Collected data
◆ ◆ ◆ ◆
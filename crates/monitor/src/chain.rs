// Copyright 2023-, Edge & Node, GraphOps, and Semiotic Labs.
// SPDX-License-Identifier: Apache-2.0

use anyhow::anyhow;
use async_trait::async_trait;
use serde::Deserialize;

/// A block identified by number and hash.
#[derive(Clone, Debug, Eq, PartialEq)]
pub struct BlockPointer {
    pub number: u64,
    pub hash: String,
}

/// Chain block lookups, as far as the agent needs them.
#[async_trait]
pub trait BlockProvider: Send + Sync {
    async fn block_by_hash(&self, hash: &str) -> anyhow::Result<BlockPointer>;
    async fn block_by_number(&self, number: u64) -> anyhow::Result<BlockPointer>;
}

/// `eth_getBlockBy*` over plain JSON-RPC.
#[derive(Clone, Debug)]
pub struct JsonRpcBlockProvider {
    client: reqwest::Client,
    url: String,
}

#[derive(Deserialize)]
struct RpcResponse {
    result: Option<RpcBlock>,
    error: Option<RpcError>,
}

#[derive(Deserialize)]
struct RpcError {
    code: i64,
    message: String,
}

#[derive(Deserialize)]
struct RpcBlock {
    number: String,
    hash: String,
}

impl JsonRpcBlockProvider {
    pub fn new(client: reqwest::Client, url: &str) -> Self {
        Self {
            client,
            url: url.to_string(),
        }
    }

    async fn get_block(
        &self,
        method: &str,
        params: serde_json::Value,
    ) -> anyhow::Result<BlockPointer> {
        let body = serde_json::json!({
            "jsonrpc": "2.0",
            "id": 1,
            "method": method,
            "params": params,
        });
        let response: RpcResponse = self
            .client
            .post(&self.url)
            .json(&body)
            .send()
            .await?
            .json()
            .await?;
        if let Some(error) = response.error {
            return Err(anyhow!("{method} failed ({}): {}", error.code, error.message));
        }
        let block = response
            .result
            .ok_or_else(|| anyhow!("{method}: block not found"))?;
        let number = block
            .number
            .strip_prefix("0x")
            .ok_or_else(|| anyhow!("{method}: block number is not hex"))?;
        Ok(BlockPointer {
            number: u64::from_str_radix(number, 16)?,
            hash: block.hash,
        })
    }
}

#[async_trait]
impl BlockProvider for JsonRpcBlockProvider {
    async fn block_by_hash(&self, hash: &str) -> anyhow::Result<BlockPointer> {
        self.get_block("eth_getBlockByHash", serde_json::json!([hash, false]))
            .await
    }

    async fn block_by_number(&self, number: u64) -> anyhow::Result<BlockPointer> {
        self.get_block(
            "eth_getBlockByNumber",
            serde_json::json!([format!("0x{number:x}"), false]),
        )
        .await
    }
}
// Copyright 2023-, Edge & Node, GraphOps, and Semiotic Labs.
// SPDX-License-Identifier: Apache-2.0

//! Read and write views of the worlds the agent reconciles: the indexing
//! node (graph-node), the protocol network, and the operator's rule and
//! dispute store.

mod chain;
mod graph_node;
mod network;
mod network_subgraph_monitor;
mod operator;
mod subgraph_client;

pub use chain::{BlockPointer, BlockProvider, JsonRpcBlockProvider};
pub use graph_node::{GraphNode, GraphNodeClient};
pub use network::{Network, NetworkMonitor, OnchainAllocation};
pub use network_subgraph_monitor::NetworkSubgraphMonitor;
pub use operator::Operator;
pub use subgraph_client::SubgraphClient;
◆ ◆ ◆ ◆
> _Your objective_: Could you reproduce all of the entries above exactly?

> _Reply_:
filename crates/monitor/src/chain.rs
// Copyright 2023-, Edge & Node, GraphOps, and Semiotic Labs.
// SPDX-License-Identifier: Apache-2.0

use anyhow::anyhow;
use async_trait::async_trait;
use serde::Deserialize;

/// A block identified by number and hash.
#[derive(Clone, Debug, Eq, PartialEq)]
pub struct BlockPointer {
    pub number: u64,
    pub hash: String,
}

/// Chain block lookups, as far as the agent needs them.
#[async_trait]
pub trait BlockProvider: Send + Sync {
    async fn block_by_hash(&self, hash: &str) -> anyhow::Result<BlockPointer>;
    async fn block_by_number(&self, number: u64) -> anyhow::Result<BlockPointer>;
}

/// `eth_getBlockBy*` over plain JSON-RPC.
#[derive(Clone, Debug)]
pub struct JsonRpcBlockProvider {
    client: reqwest::Client,
    url: String,
}

#[derive(Deserialize)]
struct RpcResponse {
    result: Option<RpcBlock>,
    error: Option<RpcError>,
}

#[derive(Deserialize)]
struct RpcError {
    code: i64,
    message: String,
}

#[derive(Deserialize)]
struct RpcBlock {
    number: String,
    hash: String,
}

impl JsonRpcBlockProvider {
    pub fn new(client: reqwest::Client, url: &str) -> Self {
        Self {
            client,
            url: url.to_string(),
        }
    }

    async fn get_block(
        &self,
        method: &str,
        params: serde_json::Value,
    ) -> anyhow::Result<BlockPointer> {
        let body = serde_json::json!({
            "jsonrpc": "2.0",
            "id": 1,
            "method": method,
            "params": params,
        });
        let response: RpcResponse = self
            .client
            .post(&self.url)
            .json(&body)
            .send()
            .await?
            .json()
            .await?;
        if let Some(error) = response.error {
            return Err(anyhow!("{method} failed ({}): {}", error.code, error.message));
        }
        let block = response
            .result
            .ok_or_else(|| anyhow!("{method}: block not found"))?;
        let number = block
            .number
            .strip_prefix("0x")
            .ok_or_else(|| anyhow!("{method}: block number is not hex"))?;
        Ok(BlockPointer {
            number: u64::from_str_radix(number, 16)?,
            hash: block.hash,
        })
    }
}

#[async_trait]
impl BlockProvider for JsonRpcBlockProvider {
    async fn block_by_hash(&self, hash: &str) -> anyhow::Result<BlockPointer> {
        self.get_block("eth_getBlockByHash", serde_json::json!([hash, false]))
            .await
    }

    async fn block_by_number(&self, number: u64) -> anyhow::Result<BlockPointer> {
        self.get_block(
            "eth_getBlockByNumber",
            serde_json::json!([format!("0x{number:x}"), false]),
        )
        .await
    }
}
// Copyright 2023-, Edge & Node, GraphOps, and Semiotic Labs.
// SPDX-License-Identifier: Apache-2.0

//! Read and write views of the worlds the agent reconciles: the indexing
//! node (graph-node), the protocol network, and the operator's rule and
//! dispute store.

mod chain;
mod graph_node;
mod network;
mod network_subgraph_monitor;
mod operator;
mod subgraph_client;

pub use chain::{BlockPointer, BlockProvider, JsonRpcBlockProvider};
pub use graph_node::{GraphNode, GraphNodeClient};
pub use network::{Network, NetworkMonitor, OnchainAllocation};
pub use network_subgraph_monitor::NetworkSubgraphMonitor;
pub use operator::Operator;
pub use subgraph_client::SubgraphClient;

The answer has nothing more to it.